UK gov says it will retrain workers displaced by automation
Despite the huge advantages that automation technology can bring to businesses– whether it’s in agriculture, healthcare, fast food, logistics, finance, or, well, pretty much any industry you can think of– the impact on human jobs remains a weighted concern.
The frequent, go-to response for the worries expressed is that, while yes, certain jobs will be made redundant– particularly blue-collar and more menial white-collar tasks– automation will also ‘free up’ staff for more creative, cognizant tasks. They’ll finally be unburdened, able to express their true selves to the benefit of the business.
Jobs lost to AI
The real nature of these new roles is rarely elaborated and, in reality, while the integration of AI and automation technology will require specialist (human) support, those individuals on the coalface now will most likely be seen as a barrier to stripped-back efficiency and extra expense to business operations.

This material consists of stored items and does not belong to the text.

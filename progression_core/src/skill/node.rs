use super::effect::{EffectBundle, SkillEffect};
use serde::{Deserialize, Serialize};

/// Whether a node is used on demand or always on
#[derive(Debug, Clone, Copy, PartialEq, Eq, Hash, Serialize, Deserialize)]
#[serde(rename_all = "snake_case")]
pub enum SkillKind {
    Active,
    Passive,
}

fn default_points_per_level() -> u32 {
    1
}

fn default_max_level() -> u32 {
    1
}

/// Immutable definition of one skill node
#[derive(Debug, Clone, PartialEq, Serialize, Deserialize)]
pub struct SkillNodeTemplate {
    pub id: String,
    pub name: String,
    #[serde(default)]
    pub description: String,
    pub kind: SkillKind,
    #[serde(default = "default_max_level")]
    pub max_level: u32,
    /// Nodes that must be learned (level >= 1) first
    #[serde(default)]
    pub prerequisites: Vec<String>,
    /// Minimum character level to learn any level of this node
    #[serde(default)]
    pub required_level: u32,
    /// Skill points consumed per level learned
    #[serde(default = "default_points_per_level")]
    pub points_per_level: u32,
    #[serde(default)]
    pub effects: Vec<SkillEffect>,
}

impl SkillNodeTemplate {
    pub fn new(id: impl Into<String>, name: impl Into<String>, kind: SkillKind) -> Self {
        SkillNodeTemplate {
            id: id.into(),
            name: name.into(),
            description: String::new(),
            kind,
            max_level: 1,
            prerequisites: Vec::new(),
            required_level: 0,
            points_per_level: 1,
            effects: Vec::new(),
        }
    }

    pub fn with_max_level(mut self, max_level: u32) -> Self {
        self.max_level = max_level;
        self
    }

    pub fn with_prerequisite(mut self, id: impl Into<String>) -> Self {
        self.prerequisites.push(id.into());
        self
    }

    pub fn with_required_level(mut self, level: u32) -> Self {
        self.required_level = level;
        self
    }

    pub fn with_points_per_level(mut self, points: u32) -> Self {
        self.points_per_level = points;
        self
    }

    pub fn with_effect(mut self, effect: SkillEffect) -> Self {
        self.effects.push(effect);
        self
    }

    pub fn is_passive(&self) -> bool {
        self.kind == SkillKind::Passive
    }

    /// All effect magnitudes at `level` (empty at level 0)
    pub fn effects_at(&self, level: u32) -> EffectBundle {
        let mut bundle = EffectBundle::new();
        if level == 0 {
            return bundle;
        }
        for effect in &self.effects {
            bundle.add(effect.kind, effect.value.at_level(level));
        }
        bundle
    }
}

/// One node as seen by a specific character
#[derive(Debug, Clone, Serialize)]
pub struct NodeView {
    pub id: String,
    pub name: String,
    pub description: String,
    pub kind: SkillKind,
    pub level: u32,
    pub max_level: u32,
    pub required_level: u32,
    pub points_per_level: u32,
    pub prerequisites: Vec<String>,
    pub is_learned: bool,
    pub is_unlocked: bool,
    pub can_learn: bool,
    pub current_effects: EffectBundle,
    /// Effects after one more level, if not maxed
    pub next_effects: Option<EffectBundle>,
}

/// A learned active node with effects resolved at its level
#[derive(Debug, Clone, PartialEq, Serialize)]
pub struct ActiveSkill {
    pub id: String,
    pub name: String,
    pub level: u32,
    pub effects: EffectBundle,
}
use super::effects::{effects_for, AttributeEffects};
use super::Attribute;
use serde::Serialize;

/// Display data for one attribute at its current value
#[derive(Debug, Clone, Serialize)]
pub struct AttributeDescription {
    pub attribute: Attribute,
    pub name: String,
    pub summary: &'static str,
    pub value: u32,
    /// Bonuses this attribute alone contributes at `value`
    pub effects: AttributeEffects,
}

fn summary(attribute: Attribute) -> &'static str {
    match attribute {
        Attribute::Strength => "Raises attack, carry capacity and weapon damage.",
        Attribute::Agility => "Raises speed, attack speed, dodge and critical chance.",
        Attribute::Intelligence => "Raises magic attack, mana, spell damage and elemental attack.",
        Attribute::Constitution => "Raises health, defense, health regeneration and damage reduction.",
        Attribute::Spirit => "Raises mana regeneration, status resistance, elemental defense and cooldown reduction.",
    }
}

/// Describe `attribute` at `value`
pub fn describe(attribute: Attribute, value: u32) -> AttributeDescription {
    AttributeDescription {
        attribute,
        name: attribute.to_string(),
        summary: summary(attribute),
        value,
        effects: effects_for(attribute, value),
    }
}
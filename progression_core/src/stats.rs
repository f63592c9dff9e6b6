//! FinalStats - a character's composed stat sheet
//!
//! Stages, in order:
//! 1. class baseline at the character's level
//! 2. attribute additive bonuses
//! 3. attribute multipliers (weapon damage on attack, spell damage on magic)
//! 4. specialization flat bonuses
//! 5. specialization multipliers
//!
//! Every multiplicative stage floors its result.

use crate::attribute::AttributeEffects;
use crate::class::{ClassDefinition, CoreStats, Specialization};
use crate::skill::EffectBundle;
use serde::{Deserialize, Serialize};
use unit_core::UnitType;

/// Point-in-time stat sheet for one character
#[derive(Debug, Clone, PartialEq, Serialize, Deserialize)]
pub struct FinalStats {
    pub level: u32,
    pub unit_type: UnitType,
    pub specialization: Option<String>,

    pub hp: f64,
    pub mana: f64,
    pub attack: f64,
    pub defense: f64,
    pub speed: f64,
    pub magic_attack: f64,

    // Secondary ratings, straight from attributes
    pub weapon_damage_multiplier: f64,
    pub spell_damage_multiplier: f64,
    pub attack_speed_bonus: f64,
    pub crit_chance: f64,
    pub dodge_chance: f64,
    pub damage_reduction: f64,
    pub status_resist: f64,
    pub cooldown_reduction: f64,
    pub hp_regen: f64,
    pub mana_regen: f64,
    pub elemental_attack: f64,
    pub elemental_defense: f64,
    pub carry_capacity: f64,

    /// Summed learned passive skills, not folded into the stats above
    pub passive_effects: EffectBundle,
}

impl FinalStats {
    /// Compose the stat sheet for a class at `level`
    pub fn compute(
        class: &ClassDefinition,
        specialization: Option<&Specialization>,
        level: u32,
        effects: &AttributeEffects,
        passive_effects: EffectBundle,
    ) -> Self {
        let mut core = class.baseline_at(level);
        apply_attribute_effects(&mut core, effects);
        let mut magic_attack = (effects.magic_attack * effects.spell_damage_multiplier).floor();

        if let Some(spec) = specialization {
            spec.bonuses.apply(&mut core, &mut magic_attack);
        }

        let unit_type = specialization
            .and_then(|s| s.unit_type)
            .unwrap_or(class.base_unit);

        FinalStats {
            level,
            unit_type,
            specialization: specialization.map(|s| s.id.clone()),
            hp: core.hp,
            mana: core.mana,
            attack: core.attack,
            defense: core.defense,
            speed: core.speed,
            magic_attack,
            weapon_damage_multiplier: effects.weapon_damage_multiplier,
            spell_damage_multiplier: effects.spell_damage_multiplier,
            attack_speed_bonus: effects.attack_speed_bonus,
            crit_chance: effects.crit_chance,
            dodge_chance: effects.dodge_chance,
            damage_reduction: effects.damage_reduction,
            status_resist: effects.status_resist,
            cooldown_reduction: effects.cooldown_reduction,
            hp_regen: effects.hp_regen,
            mana_regen: effects.mana_regen,
            elemental_attack: effects.elemental_attack,
            elemental_defense: effects.elemental_defense,
            carry_capacity: effects.carry_bonus,
            passive_effects,
        }
    }

    /// The five core stats
    pub fn core(&self) -> CoreStats {
        CoreStats::new(self.hp, self.mana, self.attack, self.defense, self.speed)
    }
}

/// Attribute additions, then the weapon damage multiplier on attack
fn apply_attribute_effects(core: &mut CoreStats, effects: &AttributeEffects) {
    core.hp += effects.max_hp_bonus;
    core.mana += effects.max_mana_bonus;
    core.attack += effects.attack_bonus;
    core.defense += effects.defense_bonus;
    core.speed += effects.speed_bonus;

    core.attack = (core.attack * effects.weapon_damage_multiplier).floor();
}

In anticipation of what could be a mass human redundancy on the horizon throughout the course of the next decade, therefore, the UK government has committed itself to investing in the retraining of individuals whose jobs could become obsolete as a result of automation.
As reported by the BBC, the move comes as Oxford Analytics (OA) predicts up to 20 million jobs in manufacturing alone could be replaced by robots by 2030. The same report predicts that those whose jobs are sidelined by industrial robots and computers will find that comparable roles in the services sector are also under the robotic cosh.
National training scheme
The proposed National Training Scheme will be trialled in Liverpool initially, according to Education Secretary Damian Hinds, who said that while AI and automation are transforming work and bringing “huge benefits” to the economy, they will inevitably make some jobs a “thing of the past”.

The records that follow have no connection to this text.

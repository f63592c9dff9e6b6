//! Skill effects - closed effect kinds, per-level scaling and bundles

use serde::{Deserialize, Serialize};
use std::fmt;

/// Every stat a skill node can modify
#[derive(Debug, Clone, Copy, PartialEq, Eq, Hash, PartialOrd, Ord, Serialize, Deserialize)]
#[serde(rename_all = "snake_case")]
pub enum EffectKind {
    // Flat stat bonuses
    AttackFlat,
    DefenseFlat,
    HpFlat,
    ManaFlat,
    SpeedFlat,
    // Percentage bonuses (0.1 = +10%)
    AttackPercent,
    DefensePercent,
    HpPercent,
    ManaPercent,
    // Ratings
    CritChance,
    DodgeChance,
    DamageReduction,
    CooldownReduction,
    HpRegen,
    ManaRegen,
    // Active skill parameters
    DamageMultiplier,
    Cooldown,
    ManaCost,
    Duration,
    AreaRadius,
    HealAmount,
    StunChance,
}

impl EffectKind {
    pub fn all() -> &'static [EffectKind] {
        &[
            EffectKind::AttackFlat,
            EffectKind::DefenseFlat,
            EffectKind::HpFlat,
            EffectKind::ManaFlat,
            EffectKind::SpeedFlat,
            EffectKind::AttackPercent,
            EffectKind::DefensePercent,
            EffectKind::HpPercent,
            EffectKind::ManaPercent,
            EffectKind::CritChance,
            EffectKind::DodgeChance,
            EffectKind::DamageReduction,
            EffectKind::CooldownReduction,
            EffectKind::HpRegen,
            EffectKind::ManaRegen,
            EffectKind::DamageMultiplier,
            EffectKind::Cooldown,
            EffectKind::ManaCost,
            EffectKind::Duration,
            EffectKind::AreaRadius,
            EffectKind::HealAmount,
            EffectKind::StunChance,
        ]
    }
}

impl fmt::Display for EffectKind {
    fn fmt(&self, f: &mut fmt::Formatter<'_>) -> fmt::Result {
        let s = match self {
            EffectKind::AttackFlat => "Attack",
            EffectKind::DefenseFlat => "Defense",
            EffectKind::HpFlat => "Health",
            EffectKind::ManaFlat => "Mana",
            EffectKind::SpeedFlat => "Speed",
            EffectKind::AttackPercent => "Increased Attack",
            EffectKind::DefensePercent => "Increased Defense",
            EffectKind::HpPercent => "Increased Health",
            EffectKind::ManaPercent => "Increased Mana",
            EffectKind::CritChance => "Critical Chance",
            EffectKind::DodgeChance => "Dodge Chance",
            EffectKind::DamageReduction => "Damage Reduction",
            EffectKind::CooldownReduction => "Cooldown Reduction",
            EffectKind::HpRegen => "Health Regeneration",
            EffectKind::ManaRegen => "Mana Regeneration",
            EffectKind::DamageMultiplier => "Damage Multiplier",
            EffectKind::Cooldown => "Cooldown",
            EffectKind::ManaCost => "Mana Cost",
            EffectKind::Duration => "Duration",
            EffectKind::AreaRadius => "Area Radius",
            EffectKind::HealAmount => "Heal Amount",
            EffectKind::StunChance => "Stun Chance",
        };
        write!(f, "{}", s)
    }
}

/// How an effect's magnitude depends on node level
///
/// A scalar scales linearly (`value * level`). A list is indexed by
/// `level - 1` and saturates at its last entry.
#[derive(Debug, Clone, PartialEq, Serialize, Deserialize)]
#[serde(untagged)]
pub enum EffectValue {
    Scalar(f64),
    PerLevel(Vec<f64>),
}

impl EffectValue {
    /// Magnitude at `level`; zero for an unlearned node
    pub fn at_level(&self, level: u32) -> f64 {
        if level == 0 {
            return 0.0;
        }
        match self {
            EffectValue::Scalar(v) => v * level as f64,
            EffectValue::PerLevel(tiers) => {
                let idx = (level as usize - 1).min(tiers.len().saturating_sub(1));
                tiers.get(idx).copied().unwrap_or(0.0)
            }
        }
    }
}

/// One effect line on a skill node
#[derive(Debug, Clone, PartialEq, Serialize, Deserialize)]
pub struct SkillEffect {
    pub kind: EffectKind,
    pub value: EffectValue,
}

impl SkillEffect {
    pub fn scalar(kind: EffectKind, value: f64) -> Self {
        SkillEffect {
            kind,
            value: EffectValue::Scalar(value),
        }
    }

    pub fn per_level(kind: EffectKind, values: Vec<f64>) -> Self {
        SkillEffect {
            kind,
            value: EffectValue::PerLevel(values),
        }
    }
}

/// Resolved effect magnitudes, one optional slot per [`EffectKind`]
///
/// Absent slots mean the effect does not apply at all, which matters for
/// active skills (no cooldown vs. a zero cooldown).
#[derive(Debug, Clone, Default, PartialEq, Serialize, Deserialize)]
pub struct EffectBundle {
    #[serde(skip_serializing_if = "Option::is_none", default)]
    pub attack_flat: Option<f64>,
    #[serde(skip_serializing_if = "Option::is_none", default)]
    pub defense_flat: Option<f64>,
    #[serde(skip_serializing_if = "Option::is_none", default)]
    pub hp_flat: Option<f64>,
    #[serde(skip_serializing_if = "Option::is_none", default)]
    pub mana_flat: Option<f64>,
    #[serde(skip_serializing_if = "Option::is_none", default)]
    pub speed_flat: Option<f64>,
    #[serde(skip_serializing_if = "Option::is_none", default)]
    pub attack_percent: Option<f64>,
    #[serde(skip_serializing_if = "Option::is_none", default)]
    pub defense_percent: Option<f64>,
    #[serde(skip_serializing_if = "Option::is_none", default)]
    pub hp_percent: Option<f64>,
    #[serde(skip_serializing_if = "Option::is_none", default)]
    pub mana_percent: Option<f64>,
    #[serde(skip_serializing_if = "Option::is_none", default)]
    pub crit_chance: Option<f64>,
    #[serde(skip_serializing_if = "Option::is_none", default)]
    pub dodge_chance: Option<f64>,
    #[serde(skip_serializing_if = "Option::is_none", default)]
    pub damage_reduction: Option<f64>,
    #[serde(skip_serializing_if = "Option::is_none", default)]
    pub cooldown_reduction: Option<f64>,
    #[serde(skip_serializing_if = "Option::is_none", default)]
    pub hp_regen: Option<f64>,
    #[serde(skip_serializing_if = "Option::is_none", default)]
    pub mana_regen: Option<f64>,
    #[serde(skip_serializing_if = "Option::is_none", default)]
    pub damage_multiplier: Option<f64>,
    #[serde(skip_serializing_if = "Option::is_none", default)]
    pub cooldown: Option<f64>,
    #[serde(skip_serializing_if = "Option::is_none", default)]
    pub mana_cost: Option<f64>,
    #[serde(skip_serializing_if = "Option::is_none", default)]
    pub duration: Option<f64>,
    #[serde(skip_serializing_if = "Option::is_none", default)]
    pub area_radius: Option<f64>,
    #[serde(skip_serializing_if = "Option::is_none", default)]
    pub heal_amount: Option<f64>,
    #[serde(skip_serializing_if = "Option::is_none", default)]
    pub stun_chance: Option<f64>,
}

impl EffectBundle {
    pub fn new() -> Self {
        EffectBundle::default()
    }

    fn slot(&self, kind: EffectKind) -> &Option<f64> {
        match kind {
            EffectKind::AttackFlat => &self.attack_flat,
            EffectKind::DefenseFlat => &self.defense_flat,
            EffectKind::HpFlat => &self.hp_flat,
            EffectKind::ManaFlat => &self.mana_flat,
            EffectKind::SpeedFlat => &self.speed_flat,
            EffectKind::AttackPercent => &self.attack_percent,
            EffectKind::DefensePercent => &self.defense_percent,
            EffectKind::HpPercent => &self.hp_percent,
            EffectKind::ManaPercent => &self.mana_percent,
            EffectKind::CritChance => &self.crit_chance,
            EffectKind::DodgeChance => &self.dodge_chance,
            EffectKind::DamageReduction => &self.damage_reduction,
            EffectKind::CooldownReduction => &self.cooldown_reduction,
            EffectKind::HpRegen => &self.hp_regen,
            EffectKind::ManaRegen => &self.mana_regen,
            EffectKind::DamageMultiplier => &self.damage_multiplier,
            EffectKind::Cooldown => &self.cooldown,
            EffectKind::ManaCost => &self.mana_cost,
            EffectKind::Duration => &self.duration,
            EffectKind::AreaRadius => &self.area_radius,
            EffectKind::HealAmount => &self.heal_amount,
            EffectKind::StunChance => &self.stun_chance,
        }
    }

    fn slot_mut(&mut self, kind: EffectKind) -> &mut Option<f64> {
        match kind {
            EffectKind::AttackFlat => &mut self.attack_flat,
            EffectKind::DefenseFlat => &mut self.defense_flat,
            EffectKind::HpFlat => &mut self.hp_flat,
            EffectKind::ManaFlat => &mut self.mana_flat,
            EffectKind::SpeedFlat => &mut self.speed_flat,
            EffectKind::AttackPercent => &mut self.attack_percent,
            EffectKind::DefensePercent => &mut self.defense_percent,
            EffectKind::HpPercent => &mut self.hp_percent,
            EffectKind::ManaPercent => &mut self.mana_percent,
            EffectKind::CritChance => &mut self.crit_chance,
            EffectKind::DodgeChance => &mut self.dodge_chance,
            EffectKind::DamageReduction => &mut self.damage_reduction,
            EffectKind::CooldownReduction => &mut self.cooldown_reduction,
            EffectKind::HpRegen => &mut self.hp_regen,
            EffectKind::ManaRegen => &mut self.mana_regen,
            EffectKind::DamageMultiplier => &mut self.damage_multiplier,
            EffectKind::Cooldown => &mut self.cooldown,
            EffectKind::ManaCost => &mut self.mana_cost,
            EffectKind::Duration => &mut self.duration,
            EffectKind::AreaRadius => &mut self.area_radius,
            EffectKind::HealAmount => &mut self.heal_amount,
            EffectKind::StunChance => &mut self.stun_chance,
        }
    }

    /// Magnitude for `kind`, if present
    pub fn get(&self, kind: EffectKind) -> Option<f64> {
        *self.slot(kind)
    }

    /// Magnitude for `kind`, treating absence as zero
    pub fn value(&self, kind: EffectKind) -> f64 {
        self.get(kind).unwrap_or(0.0)
    }

    /// Add `amount` to `kind`, creating the slot if needed
    pub fn add(&mut self, kind: EffectKind, amount: f64) {
        let slot = self.slot_mut(kind);
        *slot = Some(slot.unwrap_or(0.0) + amount);
    }

    /// Sum another bundle into this one, key by key
    pub fn merge(&mut self, other: &EffectBundle) {
        for kind in EffectKind::all() {
            if let Some(v) = other.get(*kind) {
                self.add(*kind, v);
            }
        }
    }

    /// Present entries in [`EffectKind::all`] order
    pub fn entries(&self) -> Vec<(EffectKind, f64)> {
        EffectKind::all()
            .iter()
            .filter_map(|k| self.get(*k).map(|v| (*k, v)))
            .collect()
    }

    pub fn is_empty(&self) -> bool {
        EffectKind::all().iter().all(|k| self.get(*k).is_none())
    }
}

“The National Retraining Scheme will be pivotal in helping adults across the country, whose jobs are at risk of changing, to gain new skills and get on the path to a new, more rewarding career,” said Hinds.

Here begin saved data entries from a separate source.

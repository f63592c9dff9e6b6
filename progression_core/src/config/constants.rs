//! Progression constants

use super::ConfigError;
use crate::attribute::DEFAULT_ATTRIBUTE_VALUE;
use serde::{Deserialize, Serialize};
use std::path::Path;

/// Tunable progression constants
///
/// Built once at startup and handed to the facade; nothing reads these
/// through a global.
#[derive(Debug, Clone, PartialEq, Eq, Serialize, Deserialize)]
pub struct ProgressionConstants {
    /// Value every attribute starts at and resets to
    ///
    /// Only the point ledger follows this value. Attribute effect formulas
    /// are measured from the fixed default of 10.
    #[serde(default = "default_attribute_baseline")]
    pub attribute_baseline: u32,
    /// Unspent attribute points granted on class selection
    #[serde(default = "default_starting_points")]
    pub starting_attribute_points: u32,
    /// Attribute points granted per level up
    #[serde(default = "default_points_per_level")]
    pub attribute_points_per_level: u32,
    /// Highest level a character can reach
    #[serde(default = "default_max_level")]
    pub max_character_level: u32,
}

fn default_attribute_baseline() -> u32 {
    DEFAULT_ATTRIBUTE_VALUE
}
fn default_starting_points() -> u32 {
    5
}
fn default_points_per_level() -> u32 {
    5
}
fn default_max_level() -> u32 {
    100
}

impl Default for ProgressionConstants {
    fn default() -> Self {
        ProgressionConstants {
            attribute_baseline: default_attribute_baseline(),
            starting_attribute_points: default_starting_points(),
            attribute_points_per_level: default_points_per_level(),
            max_character_level: default_max_level(),
        }
    }
}

impl ProgressionConstants {
    /// Load constants from a TOML file
    pub fn load_from_path(path: &Path) -> Result<Self, ConfigError> {
        let constants: ProgressionConstants = super::load_toml(path)?;
        constants.validate().map_err(|e| e.at_path(path))?;
        Ok(constants)
    }

    /// Parse constants from a TOML string
    pub fn parse(toml: &str) -> Result<Self, ConfigError> {
        let constants: ProgressionConstants = super::parse_toml(toml)?;
        constants.validate()?;
        Ok(constants)
    }

    fn validate(&self) -> Result<(), ConfigError> {
        if self.max_character_level == 0 {
            return Err(ConfigError::validation("max_character_level must be at least 1"));
        }
        Ok(())
    }
}

#[cfg(test)]
mod tests {
    use super::*;

    #[test]
    fn test_default_constants() {
        let constants = ProgressionConstants::default();
        assert_eq!(constants.attribute_baseline, 10);
        assert_eq!(constants.starting_attribute_points, 5);
        assert_eq!(constants.attribute_points_per_level, 5);
        assert_eq!(constants.max_character_level, 100);
    }

    #[test]
    fn test_parse_partial_constants() {
        let constants = ProgressionConstants::parse("attribute_points_per_level = 3\n").unwrap();
        assert_eq!(constants.attribute_points_per_level, 3);
        assert_eq!(constants.starting_attribute_points, 5);
    }

    #[test]
    fn test_parse_empty_uses_defaults() {
        assert_eq!(ProgressionConstants::parse("").unwrap(), ProgressionConstants::default());
    }

    #[test]
    fn test_zero_max_level_rejected() {
        assert!(matches!(
            ProgressionConstants::parse("max_character_level = 0"),
            Err(ConfigError::Validation { .. })
        ));
    }
}
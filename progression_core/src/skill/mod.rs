//! Skill trees - per-class prerequisite graphs with leveled nodes

pub mod effect;
mod node;
mod progress;
mod registry;
mod tree;

pub use effect::{EffectBundle, EffectKind, EffectValue, SkillEffect};
pub use node::{ActiveSkill, NodeView, SkillKind, SkillNodeTemplate};
pub use progress::SkillProgress;
pub use registry::SkillTreeRegistry;
pub use tree::{LayoutEdge, LayoutInfo, NodeLayout, SkillTreeTemplate};

use thiserror::Error;

/// Structural problems in a skill tree definition
#[derive(Debug, Error, Clone, PartialEq, Eq)]
pub enum TreeError {
    #[error("Duplicate skill node: {0}")]
    DuplicateNode(String),
    #[error("Unknown skill node: {0}")]
    UnknownNode(String),
    #[error("Node '{node}' requires unknown node '{prerequisite}'")]
    UnknownPrerequisite { node: String, prerequisite: String },
    #[error("Prerequisite cycle through node: {0}")]
    Cycle(String),
    #[error("Node '{0}' has a max level of zero")]
    ZeroMaxLevel(String),
    #[error("Node '{node}' has an empty per-level list for {kind}")]
    EmptyEffectTiers { node: String, kind: EffectKind },
}

/// Why a node could not gain a level
#[derive(Debug, Error, Clone, PartialEq, Eq)]
pub enum LearnError {
    #[error("Unknown skill node: {0}")]
    UnknownNode(String),
    #[error("Node '{node}' is already at max level {max_level}")]
    MaxLevel { node: String, max_level: u32 },
    #[error("Character level {actual} is below required level {required}")]
    LevelTooLow { required: u32, actual: u32 },
    #[error("Need {required} skill point(s), have {available}")]
    InsufficientPoints { required: u32, available: u32 },
    #[error("Node '{node}' requires '{prerequisite}' to be learned first")]
    MissingPrerequisite { node: String, prerequisite: String },
}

“This is a big and complex challenge, which is why we are starting small, learning as we go, and releasing each part of the scheme only when it’s ready to benefit its users.”
Future economic inequality
The retraining initiative is an important step for not just for the UK’s, but all governments, with those not taking action at risk of increased economic inequality, with low-skilled jobs nearly twice at risk of being made redundant than higher-skilled sectors, according to OA.
Professor Alan Woodward of the University of Surrey warned that even if automation technology doesn’t arrive at the force expected, the inevitable rise in outsourcing of manufacturing processes to other lower-cost countries will lead to similar consequences.
Speaking to the BBC, Woodward urged government and industry to push towards “using people’s brains, not their hands– things that machines can’t do.”
While the announcement by the UK government is a welcome one, and shows at least a level of consideration into the impact technology will have on the country’s workforce and economy, tech industry body techUK said it was a “small” step in the right direction, but ongoing execution and commitment would be crucial to success.
“Whilst the focus is on job displacement, the fact is no job is likely to remain untouched by the fourth Industrial Revolution, so we will all need to learn new skills.
“This means we need to be making significant investments in lifelong learning and helping people to navigate a pathway through this change.”